▸ Directions
Up to and including the line that contains "value for diagnostics.", return every line from the start of the data, unchanged.

▸ Items from a data source

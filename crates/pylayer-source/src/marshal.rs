//! Geometry and attribute marshaling.
//!
//! Backend procedures return loosely-typed values; everything is validated
//! here, at the boundary, and converted into typed [`Shape`] records before
//! it can travel further into the engine. Coordinates and row counts accept
//! numbers or strings that parse as numbers, matching the original
//! everything-is-a-string scripting semantics.

use log::debug;
use pylayer_common::geometry::{Point, Shape, ShapeKind};
use pylayer_common::layer::{Layer, LayerType};
use pyo3::prelude::*;

use crate::command::CommandTable;
use crate::error::{script_error, PyLayerError, PyLayerResult};
use crate::interpreter::ScriptEnv;

/// A printable rendition of a script value for diagnostics.
pub(crate) fn repr_of(value: &Bound<'_, PyAny>) -> String {
    match value.repr() {
        Ok(repr) => repr.to_string_lossy().into_owned(),
        Err(_) => "<unrepresentable value>".to_string(),
    }
}

fn coerce_f64(value: &Bound<'_, PyAny>) -> Option<f64> {
    if let Ok(number) = value.extract::<f64>() {
        return Some(number);
    }
    if let Ok(text) = value.extract::<String>() {
        return text.trim().parse().ok();
    }
    None
}

/// Interpret a procedure's return value as a row count.
pub(crate) fn coerce_row_count(
    value: &Bound<'_, PyAny>,
    procedure: &str,
) -> PyLayerResult<i64> {
    if let Ok(count) = value.extract::<i64>() {
        return Ok(count);
    }
    if let Ok(text) = value.extract::<String>() {
        if let Ok(count) = text.trim().parse::<i64>() {
            return Ok(count);
        }
    }
    Err(PyLayerError::Contract(format!(
        "{procedure} returned {}; expected an integer row count",
        repr_of(value)
    )))
}

/// Fetch one row: invoke `get_geometry`, validate and convert the part
/// lists, and, when the row carries drawable geometry, invoke
/// `get_attributes` and validate the value arity.
pub(crate) fn read_shape(
    py: Python<'_>,
    env: &ScriptEnv,
    commands: &CommandTable,
    layer: &Layer,
    row: i64,
) -> PyLayerResult<Shape> {
    if layer.debug > 1 {
        debug!("reading row {row} of layer '{}'", layer.name);
    }

    let command = &commands.get_geometry;
    let geometry = command
        .resolve(py, env)?
        .call1((row,))
        .map_err(|err| script_error(py, command.name(), err, layer.debug))?;
    let parts: Vec<Bound<'_, PyAny>> = geometry.extract().map_err(|_| {
        PyLayerError::Contract(format!(
            "{} returned {}; expected a list of coordinate lists",
            command.name(),
            repr_of(&geometry)
        ))
    })?;

    let mut shape = Shape::null();
    if !parts.is_empty() {
        shape.kind = match layer.layer_type {
            LayerType::Point => ShapeKind::Point,
            LayerType::Line => ShapeKind::Line,
            LayerType::Polygon => ShapeKind::Polygon,
            other => {
                if layer.debug > 1 {
                    debug!(
                        "layer type '{other}' carries no drawable geometry; \
                         dropping row {row} of layer '{}'",
                        layer.name
                    );
                }
                ShapeKind::Null
            }
        };
    }
    if layer.debug > 1 {
        debug!("row {row}: {} geometry parts", parts.len());
    }

    for (index, part) in parts.iter().enumerate() {
        let coordinates: Vec<Bound<'_, PyAny>> = part.extract().map_err(|_| {
            PyLayerError::Contract(format!(
                "{} returned {} in geometry part {index}; expected a flat coordinate list",
                command.name(),
                repr_of(part)
            ))
        })?;
        if coordinates.is_empty() {
            continue;
        }
        if coordinates.len() % 2 == 1 {
            return Err(PyLayerError::Contract(format!(
                "{} returned an odd number of elements ({}) in geometry part {index}",
                command.name(),
                coordinates.len()
            )));
        }
        let mut line = Vec::with_capacity(coordinates.len() / 2);
        for pair in 0..coordinates.len() / 2 {
            let x = read_coordinate(&coordinates, command.name(), index, pair * 2)?;
            let y = read_coordinate(&coordinates, command.name(), index, pair * 2 + 1)?;
            line.push(Point::new(x, y));
        }
        shape.add_part(line);
    }

    if shape.parts.is_empty() {
        shape.kind = ShapeKind::Null;
    }
    if shape.is_null() {
        return Ok(shape);
    }
    shape.compute_bounds();

    let command = &commands.get_attributes;
    let attributes = command
        .resolve(py, env)?
        .call1((row,))
        .map_err(|err| script_error(py, command.name(), err, layer.debug))?;
    let values: Vec<Bound<'_, PyAny>> = attributes.extract().map_err(|_| {
        PyLayerError::Contract(format!(
            "{} returned {}; expected a flat list of values",
            command.name(),
            repr_of(&attributes)
        ))
    })?;
    if values.len() != layer.items.len() {
        return Err(PyLayerError::Contract(format!(
            "{} returned {} values, expected {}",
            command.name(),
            values.len(),
            layer.items.len()
        )));
    }
    for (item, value) in layer.items.iter().zip(&values) {
        let text = value
            .str()
            .map_err(|err| script_error(py, command.name(), err, layer.debug))?;
        let text = text.to_string_lossy().into_owned();
        if layer.debug > 1 {
            debug!("row {row}: [{item}] \"{text}\"");
        }
        shape.values.push(text);
    }

    shape.index = row;
    Ok(shape)
}

fn read_coordinate(
    coordinates: &[Bound<'_, PyAny>],
    procedure: &str,
    part: usize,
    element: usize,
) -> PyLayerResult<f64> {
    coerce_f64(&coordinates[element]).ok_or_else(|| {
        PyLayerError::Contract(format!(
            "{procedure} geometry part {part} element {element}: expected a number, got {}",
            repr_of(&coordinates[element])
        ))
    })
}

#[cfg(test)]
mod tests {
    use std::ffi::CString;

    use super::*;

    fn py_value<'py>(py: Python<'py>, expression: &str) -> Bound<'py, PyAny> {
        py.eval(&CString::new(expression).unwrap(), None, None).unwrap()
    }

    #[test]
    fn row_counts_accept_integers_and_numeric_strings() {
        pyo3::prepare_freethreaded_python();
        Python::with_gil(|py| {
            assert_eq!(coerce_row_count(&py_value(py, "17"), "geo_query").unwrap(), 17);
            assert_eq!(
                coerce_row_count(&py_value(py, "' 4 '"), "geo_query").unwrap(),
                4
            );
            let err = coerce_row_count(&py_value(py, "'many'"), "geo_query").unwrap_err();
            assert!(matches!(err, PyLayerError::Contract(message)
                if message.contains("geo_query") && message.contains("row count")));
        });
    }

    #[test]
    fn coordinates_accept_numbers_and_numeric_strings() {
        pyo3::prepare_freethreaded_python();
        Python::with_gil(|py| {
            assert_eq!(coerce_f64(&py_value(py, "1.5")), Some(1.5));
            assert_eq!(coerce_f64(&py_value(py, "3")), Some(3.0));
            assert_eq!(coerce_f64(&py_value(py, "'2.25'")), Some(2.25));
            assert_eq!(coerce_f64(&py_value(py, "'north'")), None);
            assert_eq!(coerce_f64(&py_value(py, "None")), None);
        });
    }
}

▸ Solution to this exercise
filename crates/pylayer-source/src/marshal.rs
//! Geometry and attribute marshaling.
//!
//! Backend procedures return loosely-typed values; everything is validated
//! here, at the boundary, and converted into typed [`Shape`] records before
//! it can travel further into the engine. Coordinates and row counts accept
//! numbers or strings that parse as numbers, matching the original
//! everything-is-a-string scripting semantics.

use log::debug;
use pylayer_common::geometry::{Point, Shape, ShapeKind};
use pylayer_common::layer::{Layer, LayerType};
use pyo3::prelude::*;

use crate::command::CommandTable;
use crate::error::{script_error, PyLayerError, PyLayerResult};
use crate::interpreter::ScriptEnv;

/// A printable rendition of a script value for diagnostics.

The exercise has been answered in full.